What About Suicide?

The following article is an excerpt from an unpublished book about Heaven and its wonders. It contains messages from Jesus and the departed, received in prophecy over the last 10 years. This particular chapter answers questions about the issue of suicide.

It is our hope that these messages will be a comfort to anyone who has experienced the death of a loved one through suicide. (Any messages from Jesus are clearly marked, and all other excerpts are from individuals who passed on through suicide.)

What About Suicide?

Those who have had a loved one commit suicide often agonize over whether their loved one is in Heaven or will ever go there. You might wonder whether God allows people who take their own life to enter Heaven. If so, does He consider suicide a sin, and do those who die this way have to undergo some type of punishment or rehabilitation? The following messages from Jesus, and some from people who died by their own hand, give some insight into the subject and answers to the above questions.

* * *

(Jesus:) Those who choose to take their own life will have to learn and grow and pass many tests, and this healing will require a good amount of time. I wish no man would ever take his own life, for there is an appointed time for each one to die, and only I know this time.

I am a God of love and mercy and understanding. Even suicide, I forgive. As sad as it makes Me that someone would throw away the gift of life that I have given, that they would take into their hands that which is not theirs to control, that they would give up on the life that they could have, still, I forgive them if after they arrive here in Heaven they ask for forgiveness.

It is a sin, but I took the punishment for your sins when I died on the cross. I have the power to forgive your sins. And so, those who take their own life, though they do not receive the reward that they could have had, I welcome them nonetheless if they have received Me; and those who have not yet had sufficient opportunity while on Earth are given a chance at the time of their death to receive My love and forgiveness and gift of salvation.

Although they have much to learn, and they often have to pick up in Heaven right where they left off on Earth in learning the things which I have for them, still I love them and care for them, and I will forgive them if they ask Me.

Those who are hard and unrepentant must carry the burden of their sin with them. But those who acknowledge their sin and seek My forgiveness are forgiven, though they must often learn the hard way and go through some special training and rehabilitation.

* * *

Because I had arrived in Heaven prematurely, I still had things I needed to learn and experience. I was not yet ready for what the Lord had intended for me in His Heavenly Kingdom. So I spent time in a type of a school.
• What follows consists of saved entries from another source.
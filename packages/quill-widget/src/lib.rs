#![deny(warnings)]
pub use assets::{
    Asset, AssetBundle, AssetError, HighlightAsset, HighlightLocalAsset, KatexAsset,
    KatexLocalAsset, QuillAsset, QuillLocalAsset, SmartBreakLocalAsset,
};
pub use view::View;
pub use widget::{Quill, WidgetError};

pub use quill_core;

pub mod assets;
pub mod html;
pub mod view;
pub mod widget;
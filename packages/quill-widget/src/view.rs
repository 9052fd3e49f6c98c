use crate::assets::AssetBundle;

/// Rendering context for one page.
///
/// Owns the widget id counter, the ordered asset bundle list and the script
/// texts registered for the end of the body. Each logically independent
/// rendering session gets its own `View`, which keeps generated ids
/// deterministic.
#[derive(Debug, Default)]
pub struct View {
    counter: usize,
    bundles: Vec<AssetBundle>,
    scripts: Vec<String>,
}

impl View {
    pub fn new() -> Self {
        Self::default()
    }

    /// Next auto-generated widget id, eg. `quill-0`.
    pub fn next_id(&mut self, prefix: &str) -> String {
        let id = format!("{}{}", prefix, self.counter);
        self.counter += 1;
        id
    }

    /// Appends a bundle; registration order is the load order.
    pub fn register_bundle(&mut self, bundle: AssetBundle) {
        log::trace!("registering asset bundle: {}", bundle.name);
        self.bundles.push(bundle);
    }

    /// Appends script text to the end-of-body block.
    pub fn register_js(&mut self, js: impl Into<String>) {
        self.scripts.push(js.into());
    }

    pub fn bundles(&self) -> &[AssetBundle] {
        &self.bundles
    }

    pub fn scripts(&self) -> &[String] {
        &self.scripts
    }
}
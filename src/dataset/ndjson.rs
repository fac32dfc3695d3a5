//! Load newline-delimited JSON into an in-memory columnar dataset.
//!
//! Field types are inferred by accumulating per-field statistics over every
//! record before any column is stored, so a field that holds integers in one
//! record and floats in another becomes an `f64` column.

use crate::dataset::{DatasetId, FieldDescriptor, InMemoryDataset};
use crate::value::Value;
use anyhow::{bail, Context, Result};
use serde_json::Map;
use std::collections::HashMap;
use std::io::BufRead;

/// Class name given to object and array fields.
pub const JSON_CLASS: &str = "json";

#[derive(Debug, Clone, Copy, PartialEq, Eq)]
enum JsonKind {
    Null,
    Boolean,
    Integer,
    Number,
    String,
    Composite,
}

impl JsonKind {
    fn from_value(value: &serde_json::Value) -> Self {
        match value {
            serde_json::Value::Null => JsonKind::Null,
            serde_json::Value::Bool(_) => JsonKind::Boolean,
            serde_json::Value::Number(n) => {
                if n.is_i64() {
                    JsonKind::Integer
                } else {
                    JsonKind::Number
                }
            }
            serde_json::Value::String(_) => JsonKind::String,
            serde_json::Value::Array(_) | serde_json::Value::Object(_) => JsonKind::Composite,
        }
    }
}

/// Kinds seen for one field across all records
#[derive(Debug, Default)]
struct FieldStats {
    kinds: Vec<JsonKind>,
}

impl FieldStats {
    fn add(&mut self, kind: JsonKind) {
        if !self.kinds.contains(&kind) {
            self.kinds.push(kind);
        }
    }

    fn descriptor(&self, name: &str) -> Result<FieldDescriptor> {
        if self.kinds.contains(&JsonKind::Null) {
            bail!("Field '{}' contains null values", name);
        }

        let only_numbers = self
            .kinds
            .iter()
            .all(|k| matches!(k, JsonKind::Integer | JsonKind::Number));

        let descriptor = match self.kinds.as_slice() {
            [JsonKind::Integer] => FieldDescriptor::leaf(name, "i64"),
            _ if only_numbers => FieldDescriptor::leaf(name, "f64"),
            [JsonKind::Boolean] => FieldDescriptor::leaf(name, "bool"),
            [JsonKind::String] => FieldDescriptor::leaf(name, "string"),
            [JsonKind::Composite] => FieldDescriptor::class(name, JSON_CLASS),
            _ => bail!("Field '{}' mixes incompatible value types", name),
        };

        Ok(descriptor)
    }
}

impl InMemoryDataset {
    /// Read one JSON object per line. Blank lines are skipped.
    ///
    /// Every record must carry every field; field order follows the first
    /// record in which each field appears.
    pub fn from_ndjson<R: BufRead>(reader: R, id: DatasetId) -> Result<Self> {
        let mut records: Vec<Map<String, serde_json::Value>> = Vec::new();
        let mut order: Vec<String> = Vec::new();
        let mut stats: HashMap<String, FieldStats> = HashMap::new();

        for (line_no, line) in reader.lines().enumerate() {
            let line = line.context("Failed to read line")?;
            if line.trim().is_empty() {
                continue;
            }

            let value: serde_json::Value = serde_json::from_str(&line)
                .with_context(|| format!("Failed to parse JSON on line {}", line_no + 1))?;

            let serde_json::Value::Object(obj) = value else {
                bail!("Line {} is not a JSON object", line_no + 1);
            };

            for (key, value) in obj.iter() {
                if !stats.contains_key(key) {
                    order.push(key.clone());
                }
                stats
                    .entry(key.clone())
                    .or_default()
                    .add(JsonKind::from_value(value));
            }

            records.push(obj);
        }

        let mut builder = InMemoryDataset::builder(id);

        for name in &order {
            let descriptor = stats[name].descriptor(name)?;
            let float = descriptor.leaf_type.as_deref() == Some("f64");

            let mut values = Vec::with_capacity(records.len());
            for (entry, record) in records.iter().enumerate() {
                let Some(raw) = record.get(name) else {
                    bail!("Field '{}' is missing from entry {}", name, entry);
                };
                values.push(convert(raw, float));
            }

            builder = builder.field(descriptor, values);
        }

        let dataset = builder.build()?;
        tracing::debug!(
            fields = order.len(),
            entries = records.len(),
            "loaded NDJSON dataset"
        );
        Ok(dataset)
    }
}

fn convert(raw: &serde_json::Value, float: bool) -> Value {
    match raw {
        serde_json::Value::Bool(b) => Value::Bool(*b),
        serde_json::Value::Number(n) if float => Value::F64(n.as_f64().unwrap_or(f64::NAN)),
        serde_json::Value::Number(n) => match n.as_i64() {
            Some(i) => Value::I64(i),
            None => Value::F64(n.as_f64().unwrap_or(f64::NAN)),
        },
        serde_json::Value::String(s) => Value::Str(s.clone()),
        other => Value::Composite(other.clone()),
    }
}
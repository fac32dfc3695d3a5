//! # fastloop - Selection-Specialized Record Readers
//!
//! Fast row-wise iteration over columnar datasets. Instead of looking fields
//! up by name on every record, a reader is built once for a selection of
//! fields: the selection is resolved, a record type specialized to it is
//! synthesized and compiled, and per-record access goes through typed,
//! pre-resolved slots.
//!
//! ## Modules
//!
//! - **catalog**: resolve explicit names, regexes or globs against a schema
//! - **sanitize**: derive accessor identifiers from raw field names
//! - **synth**: record definitions for the streaming and cached strategies
//! - **compiler**: turn definitions into shared accessor tables
//! - **cache**: compile each (dataset, selection, strategy) at most once
//! - **reader**: the advance/read iteration protocol
//!
//! ## Quick Start
//!
//! ```rust
//! use fastloop::{DatasetId, InMemoryDataset, ReaderOptions, Strategy, TypeCache};
//!
//! # fn main() -> anyhow::Result<()> {
//! let dataset = InMemoryDataset::builder(DatasetId::new("hsimple.root", "ntuple"))
//!     .leaf("px", "Float_t", [0.5f32, -1.25, 2.0])
//!     .leaf("py", "Float_t", [1.0f32, 0.0, -0.5])
//!     .leaf("random", "Double_t", [0.1f64, 0.7, 0.3])
//!     .build()?;
//!
//! let cache = TypeCache::new();
//!
//! // Lazy, one record at a time
//! let mut reader = cache.reader(&dataset, &ReaderOptions::default())?;
//! let random = reader.field::<f64>("random")?;
//! while reader.advance() {
//!     let _ = *reader.get(random);
//! }
//!
//! // Materialized once, whole columns available
//! let options = ReaderOptions::default()
//!     .with_pattern("p*")
//!     .with_strategy(Strategy::Cached);
//! let reader = cache.reader(&dataset, &options)?;
//! let px = reader.field::<f32>("px")?;
//! assert_eq!(reader.column(px), Some(&[0.5f32, -1.25, 2.0][..]));
//! # Ok(())
//! # }
//! ```

use anyhow::{Context, Result};
use std::fs::File;
use std::io::BufReader;
use std::path::Path;

pub mod cache;
pub mod catalog;
pub mod compiler;
pub mod dataset;
pub mod error;
pub mod reader;
pub mod sanitize;
pub mod synth;
pub mod types;
pub mod value;

// Re-export commonly used types for convenience
pub use cache::{TypeCache, TypeKey};
pub use compiler::{AccessorCompiler, CompiledRecord, Compiler};
pub use dataset::{Dataset, DatasetId, FieldDescriptor, InMemoryDataset, RowCursor};
pub use error::ReaderError;
pub use reader::{ColumnarReader, FieldHandle, Reader, Record, RowState, StreamingReader};
pub use types::{Field, ReaderOptions, Selection, Strategy};
pub use value::{Column, Scalar, Value, ValueKind};

/// Load an NDJSON file as a dataset identified by its path and `name`.
pub fn load_ndjson<P: AsRef<Path>>(path: P, name: &str) -> Result<InMemoryDataset> {
    let path = path.as_ref();
    let file = File::open(path)
        .with_context(|| format!("Failed to open file: {}", path.display()))?;

    let id = DatasetId::new(path.display().to_string(), name);
    InMemoryDataset::from_ndjson(BufReader::new(file), id)
        .with_context(|| format!("Failed to load dataset from {}", path.display()))
}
This school is a combination of a support group and counseling sessions--it's rehabilitation. There were others there, like me, who had also taken their own lives and who also were not yet ready for the full joy and reward of Heaven. We each had a counselor assigned to us, most of whom had either committed suicide themselves and already gone through their rehabilitation, or ones who had a loved one or someone close to them who did so.

In either case, they first walked us through the pain we had caused others. They helped us to see it from their end. Then they showed us all the scenes of what our lives could have been like if we had stayed on Earth, if we had stuck it out. They showed us the people we could have helped, the happiness we could have had and could have brought to others, the love that could have been in our lives, and the satisfaction and reward we'd have had at the end, if only we wouldn't have made that fatal choice.
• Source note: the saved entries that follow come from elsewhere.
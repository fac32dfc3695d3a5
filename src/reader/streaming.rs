use crate::compiler::CompiledRecord;
use crate::dataset::{Dataset, RowCursor};
use crate::error::Result;
use crate::reader::{bind_columns, kind_violation, FieldHandle, Record};
use crate::value::{Scalar, Value};
use std::rc::Rc;

/// Lazy reader: fields are read from the dataset cursor only when asked for.
///
/// Values borrow the reader, so none can be held across `advance`; use
/// [`snapshot`](Self::snapshot) to keep a record.
pub struct StreamingReader<'d> {
    record: Rc<CompiledRecord>,
    cursor: Box<dyn RowCursor + 'd>,
    bindings: Vec<usize>,
    entries: usize,
}

impl<'d> StreamingReader<'d> {
    pub(crate) fn new(record: Rc<CompiledRecord>, dataset: &'d dyn Dataset) -> Result<Self> {
        let bindings = bind_columns(&record, dataset)?;
        Ok(StreamingReader {
            record,
            cursor: dataset.cursor(),
            bindings,
            entries: dataset.entry_count(),
        })
    }

    #[inline]
    pub fn advance(&mut self) -> bool {
        self.cursor.advance()
    }

    pub fn entry_count(&self) -> usize {
        self.entries
    }

    pub fn record_type(&self) -> &Rc<CompiledRecord> {
        &self.record
    }

    /// Current value of a field.
    ///
    /// # Panics
    /// Panics unless the last `advance` returned true.
    #[inline]
    pub fn get<T: Scalar>(&self, handle: FieldHandle<T>) -> &T {
        let slot = handle.slot_in(&self.record);
        match T::from_value(self.value(slot)) {
            Some(value) => value,
            None => kind_violation(&self.record, slot, T::KIND),
        }
    }

    #[inline]
    fn value(&self, slot: usize) -> &Value {
        self.cursor.read(self.bindings[slot])
    }

    pub fn snapshot(&self) -> Record {
        Record::new(
            self.record
                .accessors()
                .iter()
                .enumerate()
                .map(|(slot, a)| (a.identifier.clone(), self.value(slot).clone()))
                .collect(),
        )
    }
}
They showed us how the lives of our loved ones had changed, and the vacancy that was there, because we weren't meant to be gone so soon. It was really, really sad, and we had to spend some time in sorrow and remorse in order to fully learn our lessons. But once we had repented and were ready for forgiveness, the Lord gave it to us freely, and then He washed away the hurts and grief of our past and gave us a new start.

Another part of our training at the school was learning to help others on Earth who are tempted to commit suicide--help them not to do it. We had to learn a bit about the way things operate, how we could influence others from this realm, and then we each received assignments to help others. These assignments had two purposes: one was to help us complete our training and understanding, and the other was to try and save others from ending their lives prematurely.

Even after graduating from this school and training, some of us continue with this calling. We do what we can to influence the minds and hearts of those who are weak or wavering, and to encourage them to continue on with their lives, to put their trust in God, to let go of fear and hate, to embrace love and hope and the things that are good in life. We try to encourage them and plant thoughts of hopefulness and joy in their minds and hearts, to help them see that life is worth living. We aren't always successful, but we try.

* * *

You certainly wouldn't want to come here to the spiritual realm prematurely; you wouldn't be ready. You wouldn't know the things that you need to know. You wouldn't be the person that you need to be.

* * *

When I got here to Heaven, I had to suffer the consequences of my decision. Actually, I was a bit surprised that I'd even made it to Heaven, but I did. That's the good news, that even if you do cut your life short, if you believe in Jesus you still make it to Heaven. The bad news is that you lose whatever rewards would have been yours from the time you were meant to live on Earth, and you have to spend quite a bit of time learning the lessons that you should have learned on Earth.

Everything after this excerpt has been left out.